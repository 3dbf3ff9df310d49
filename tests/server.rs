//! HTTP API tests against a server bound to an ephemeral port.

use async_trait::async_trait;
use reqwest::header::{CACHE_CONTROL, COOKIE, SET_COOKIE};
use reqwest::StatusCode;
use serde_json::{json, Value};
use sqlx::SqlitePool;
use std::sync::Arc;
use tempfile::TempDir;

use pokeshop::chat::{ChatMessage, ChatModel};
use pokeshop::config::Config;
use pokeshop::models::NewProduct;
use pokeshop::server::{build_router, AppState};
use pokeshop::{auth, catalog, db, migrate};

struct EchoChat;

#[async_trait]
impl ChatModel for EchoChat {
    fn model_name(&self) -> &str {
        "echo"
    }

    async fn complete(&self, messages: &[ChatMessage], _max_tokens: Option<u32>) -> anyhow::Result<String> {
        let last = messages.last().map(|m| m.content.as_str()).unwrap_or_default();
        Ok(format!("echo: {}", last.lines().next().unwrap_or_default()))
    }
}

struct TestServer {
    _tmp: TempDir,
    base: String,
    pool: SqlitePool,
    client: reqwest::Client,
}

impl TestServer {
    async fn start() -> Self {
        let tmp = TempDir::new().unwrap();
        let mut config = Config::with_db_path(tmp.path().join("shop.sqlite"));
        config.server.upload_dir = tmp.path().join("uploads");
        std::fs::create_dir_all(&config.server.upload_dir).unwrap();

        let pool = db::connect(&config).await.unwrap();
        migrate::migrate_pool(&pool).await.unwrap();

        let state = AppState::new(config, pool.clone(), Some(Arc::new(EchoChat))).unwrap();
        let app = build_router(state);

        let listener = tokio::net::TcpListener::bind("127.0.0.1:0").await.unwrap();
        let addr = listener.local_addr().unwrap();
        tokio::spawn(async move {
            axum::serve(listener, app).await.unwrap();
        });

        Self {
            _tmp: tmp,
            base: format!("http://{}", addr),
            pool,
            client: reqwest::Client::new(),
        }
    }

    fn url(&self, path: &str) -> String {
        format!("{}{}", self.base, path)
    }

    async fn product(&self, name: &str, price: f64, stock: i64) -> i64 {
        catalog::create_product(
            &self.pool,
            &NewProduct {
                name: name.to_string(),
                poke_type: "electric".to_string(),
                base_price: price,
                stock,
                ..NewProduct::default()
            },
        )
        .await
        .unwrap()
        .id
    }
}

/// `name=value` from a response's `Set-Cookie` header.
fn session_cookie(resp: &reqwest::Response) -> String {
    let raw = resp
        .headers()
        .get(SET_COOKIE)
        .expect("response should set a session cookie")
        .to_str()
        .unwrap();
    raw.split(';').next().unwrap().to_string()
}

async fn register(server: &TestServer, email: &str) -> String {
    let resp = server
        .client
        .post(server.url("/auth/register"))
        .json(&json!({ "email": email, "password": "pikapika", "full_name": "Ash" }))
        .send()
        .await
        .unwrap();
    assert_eq!(resp.status(), StatusCode::CREATED);
    let cookie = session_cookie(&resp);
    let user: Value = resp.json().await.unwrap();
    assert_eq!(user["email"], email);
    assert!(user.get("password_hash").is_none());
    cookie
}

#[tokio::test]
async fn test_health() {
    let server = TestServer::start().await;
    let resp = server.client.get(server.url("/health")).send().await.unwrap();
    assert_eq!(resp.status(), StatusCode::OK);
    assert!(resp.headers().get(SET_COOKIE).is_none());
    let body: Value = resp.json().await.unwrap();
    assert_eq!(body["status"], "ok");
}

#[tokio::test]
async fn test_guest_cart_persists_in_session() {
    let server = TestServer::start().await;
    let id = server.product("Pikachu Plush", 20.0, 10).await;

    let resp = server
        .client
        .post(server.url("/cart/items"))
        .json(&json!({ "product_id": id, "quantity": 2 }))
        .send()
        .await
        .unwrap();
    assert_eq!(resp.status(), StatusCode::OK);
    let cookie = session_cookie(&resp);
    let body: Value = resp.json().await.unwrap();
    assert_eq!(body["count"], 2);

    let resp = server
        .client
        .get(server.url("/cart"))
        .header(COOKIE, &cookie)
        .send()
        .await
        .unwrap();
    assert!(resp.headers().get(SET_COOKIE).is_none());
    let cart: Value = resp.json().await.unwrap();
    assert_eq!(cart["count"], 2);
    assert_eq!(cart["lines"][0]["product"]["id"], id);
}

async fn session_rows(server: &TestServer) -> i64 {
    sqlx::query_scalar("SELECT COUNT(*) FROM sessions")
        .fetch_one(&server.pool)
        .await
        .unwrap()
}

#[tokio::test]
async fn test_anonymous_browsing_stores_no_session() {
    let server = TestServer::start().await;
    server.product("Pikachu Plush", 20.0, 10).await;

    for path in ["/products", "/products?q=pika", "/cart", "/auth/me", "/packs"] {
        let resp = server.client.get(server.url(path)).send().await.unwrap();
        assert_eq!(resp.status(), StatusCode::OK, "{}", path);
        assert!(resp.headers().get(SET_COOKIE).is_none(), "{}", path);
    }
    assert_eq!(session_rows(&server).await, 0);
}

#[tokio::test]
async fn test_sign_in_moves_session_to_new_id() {
    let server = TestServer::start().await;
    let id = server.product("Pikachu Plush", 20.0, 10).await;

    let resp = server
        .client
        .post(server.url("/cart/items"))
        .json(&json!({ "product_id": id, "quantity": 2 }))
        .send()
        .await
        .unwrap();
    let guest_cookie = session_cookie(&resp);
    assert_eq!(session_rows(&server).await, 1);

    let resp = server
        .client
        .post(server.url("/auth/register"))
        .header(COOKIE, &guest_cookie)
        .json(&json!({ "email": "brock@example.com", "password": "onix1234" }))
        .send()
        .await
        .unwrap();
    assert_eq!(resp.status(), StatusCode::CREATED);
    let user_cookie = session_cookie(&resp);
    assert_ne!(user_cookie, guest_cookie);
    assert_eq!(session_rows(&server).await, 1);

    // The pre-login id no longer names any session.
    let me: Value = server
        .client
        .get(server.url("/auth/me"))
        .header(COOKIE, &guest_cookie)
        .send()
        .await
        .unwrap()
        .json()
        .await
        .unwrap();
    assert!(me["user"].is_null());
    assert_eq!(me["cart_count"], 0);

    let me: Value = server
        .client
        .get(server.url("/auth/me"))
        .header(COOKIE, &user_cookie)
        .send()
        .await
        .unwrap()
        .json()
        .await
        .unwrap();
    assert_eq!(me["user"]["email"], "brock@example.com");
    assert_eq!(me["cart_count"], 2);

    let resp = server
        .client
        .post(server.url("/auth/logout"))
        .header(COOKIE, &user_cookie)
        .send()
        .await
        .unwrap();
    assert_eq!(resp.status(), StatusCode::OK);
    assert_eq!(session_cookie(&resp), "pokeshop_session=");
    assert_eq!(session_rows(&server).await, 0);

    let me: Value = server
        .client
        .get(server.url("/auth/me"))
        .header(COOKIE, &user_cookie)
        .send()
        .await
        .unwrap()
        .json()
        .await
        .unwrap();
    assert!(me["user"].is_null());
}

#[tokio::test]
async fn test_register_then_checkout() {
    let server = TestServer::start().await;
    let id = server.product("Thunder Deck", 15.0, 4).await;
    let cookie = register(&server, "ash@example.com").await;

    let resp = server
        .client
        .post(server.url("/cart/items"))
        .header(COOKIE, &cookie)
        .json(&json!({ "product_id": id, "quantity": 3 }))
        .send()
        .await
        .unwrap();
    assert_eq!(resp.status(), StatusCode::OK);

    let resp = server
        .client
        .post(server.url("/checkout"))
        .header(COOKIE, &cookie)
        .send()
        .await
        .unwrap();
    assert_eq!(resp.status(), StatusCode::CREATED);
    let order: Value = resp.json().await.unwrap();
    assert_eq!(order["items"][0]["quantity"], 3);
    assert_eq!(order["status"], "created");

    let resp = server
        .client
        .post(server.url("/cart/items"))
        .header(COOKIE, &cookie)
        .json(&json!({ "product_id": id, "quantity": 2 }))
        .send()
        .await
        .unwrap();
    assert_eq!(resp.status(), StatusCode::OK);

    let resp = server
        .client
        .post(server.url("/checkout"))
        .header(COOKIE, &cookie)
        .json(&json!({}))
        .send()
        .await
        .unwrap();
    assert_eq!(resp.status(), StatusCode::CONFLICT);
    let body: Value = resp.json().await.unwrap();
    assert_eq!(body["error"]["code"], "out_of_stock");

    let orders: Value = server
        .client
        .get(server.url("/orders"))
        .header(COOKIE, &cookie)
        .send()
        .await
        .unwrap()
        .json()
        .await
        .unwrap();
    assert_eq!(orders.as_array().unwrap().len(), 1);
}

#[tokio::test]
async fn test_error_body_shape() {
    let server = TestServer::start().await;

    let resp = server.client.get(server.url("/orders")).send().await.unwrap();
    assert_eq!(resp.status(), StatusCode::UNAUTHORIZED);
    let body: Value = resp.json().await.unwrap();
    assert_eq!(body["error"]["code"], "unauthorized");
    assert!(body["error"]["message"].is_string());

    let resp = server
        .client
        .get(server.url("/products/4242"))
        .send()
        .await
        .unwrap();
    assert_eq!(resp.status(), StatusCode::NOT_FOUND);

    let resp = server
        .client
        .post(server.url("/auth/login"))
        .json(&json!({ "email": "ghost@example.com", "password": "x" }))
        .send()
        .await
        .unwrap();
    assert_eq!(resp.status(), StatusCode::UNAUTHORIZED);
    let body: Value = resp.json().await.unwrap();
    assert_eq!(body["error"]["code"], "invalid_credentials");
}

#[tokio::test]
async fn test_admin_routes_require_admin() {
    let server = TestServer::start().await;
    let cookie = register(&server, "misty@example.com").await;

    let resp = server
        .client
        .get(server.url("/admin/products"))
        .header(COOKIE, &cookie)
        .send()
        .await
        .unwrap();
    assert_eq!(resp.status(), StatusCode::FORBIDDEN);

    auth::grant_admin(&server.pool, "misty@example.com")
        .await
        .unwrap();

    let resp = server
        .client
        .post(server.url("/admin/products"))
        .header(COOKIE, &cookie)
        .json(&json!({ "name": "Staryu Figure", "type": "water", "price": 9.5, "stock": 3 }))
        .send()
        .await
        .unwrap();
    assert_eq!(resp.status(), StatusCode::CREATED);
    let product: Value = resp.json().await.unwrap();
    assert_eq!(product["poke_type"], "water");
    let product_id = product["id"].as_i64().unwrap();
    let fingerprint_sql = "SELECT fingerprint FROM product_embeddings WHERE product_id = ?";
    let before: String = sqlx::query_scalar(fingerprint_sql)
        .bind(product_id)
        .fetch_one(&server.pool)
        .await
        .unwrap();

    let resp = server
        .client
        .patch(server.url(&format!("/admin/products/{}", product_id)))
        .header(COOKIE, &cookie)
        .json(&json!({ "description": "Poseable star with a glowing core" }))
        .send()
        .await
        .unwrap();
    assert_eq!(resp.status(), StatusCode::OK);
    let after: String = sqlx::query_scalar(fingerprint_sql)
        .bind(product_id)
        .fetch_one(&server.pool)
        .await
        .unwrap();
    assert_ne!(after, before);

    let resp = server
        .client
        .post(server.url("/admin/promos"))
        .header(COOKIE, &cookie)
        .json(&json!({ "code": "WATER5", "percent": 5 }))
        .send()
        .await
        .unwrap();
    assert_eq!(resp.status(), StatusCode::CREATED);

    let resp = server
        .client
        .post(server.url("/admin/promos"))
        .header(COOKIE, &cookie)
        .json(&json!({ "code": "BROKEN", "percent": 0 }))
        .send()
        .await
        .unwrap();
    assert_eq!(resp.status(), StatusCode::BAD_REQUEST);
}

#[tokio::test]
async fn test_pack_responses_are_not_cached() {
    let server = TestServer::start().await;

    let resp = server.client.get(server.url("/packs")).send().await.unwrap();
    assert_eq!(resp.status(), StatusCode::OK);
    assert_eq!(resp.headers().get(CACHE_CONTROL).unwrap(), "no-store");
    let body: Value = resp.json().await.unwrap();
    assert_eq!(body["sets"], json!([]));
    assert_eq!(body["star_points"], 0);

    let resp = server
        .client
        .post(server.url("/packs/sv3/open"))
        .send()
        .await
        .unwrap();
    assert_eq!(resp.status(), StatusCode::UNAUTHORIZED);
    assert_eq!(resp.headers().get(CACHE_CONTROL).unwrap(), "no-store");
}

#[tokio::test]
async fn test_ask_uses_chat_model_then_cache() {
    let server = TestServer::start().await;
    server.product("Pikachu Plush", 20.0, 10).await;

    let first: Value = server
        .client
        .post(server.url("/ai/ask"))
        .json(&json!({ "question": "Which plush?" }))
        .send()
        .await
        .unwrap()
        .json()
        .await
        .unwrap();
    assert_eq!(first["cached"], false);
    assert_eq!(first["answer"], "echo: Question: Which plush?");

    let second: Value = server
        .client
        .post(server.url("/ai/ask"))
        .json(&json!({ "question": "which   PLUSH?" }))
        .send()
        .await
        .unwrap()
        .json()
        .await
        .unwrap();
    assert_eq!(second["cached"], true);
    assert_eq!(second["answer"], first["answer"]);

    let resp = server
        .client
        .post(server.url("/ai/ask"))
        .json(&json!({ "question": "  " }))
        .send()
        .await
        .unwrap();
    assert_eq!(resp.status(), StatusCode::BAD_REQUEST);
}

» Problem description
Every line from the first through the one containing "let pool = db::connect(&config).await.unwrap();" in the listing above must be given again exactly, with nothing else alongside.

» Task result
repository 3dbf3ff9df310d49
filename tests/server.rs
//! HTTP API tests against a server bound to an ephemeral port.

use async_trait::async_trait;
use reqwest::header::{CACHE_CONTROL, COOKIE, SET_COOKIE};
use reqwest::StatusCode;
use serde_json::{json, Value};
use sqlx::SqlitePool;
use std::sync::Arc;
use tempfile::TempDir;

use pokeshop::chat::{ChatMessage, ChatModel};
use pokeshop::config::Config;
use pokeshop::models::NewProduct;
use pokeshop::server::{build_router, AppState};
use pokeshop::{auth, catalog, db, migrate};

struct EchoChat;

#[async_trait]
impl ChatModel for EchoChat {
    fn model_name(&self) -> &str {
        "echo"
    }

    async fn complete(&self, messages: &[ChatMessage], _max_tokens: Option<u32>) -> anyhow::Result<String> {
        let last = messages.last().map(|m| m.content.as_str()).unwrap_or_default();
        Ok(format!("echo: {}", last.lines().next().unwrap_or_default()))
    }
}

struct TestServer {
    _tmp: TempDir,
    base: String,
    pool: SqlitePool,
    client: reqwest::Client,
}

impl TestServer {
    async fn start() -> Self {
        let tmp = TempDir::new().unwrap();
        let mut config = Config::with_db_path(tmp.path().join("shop.sqlite"));
        config.server.upload_dir = tmp.path().join("uploads");
        std::fs::create_dir_all(&config.server.upload_dir).unwrap();

        let pool = db::connect(&config).await.unwrap();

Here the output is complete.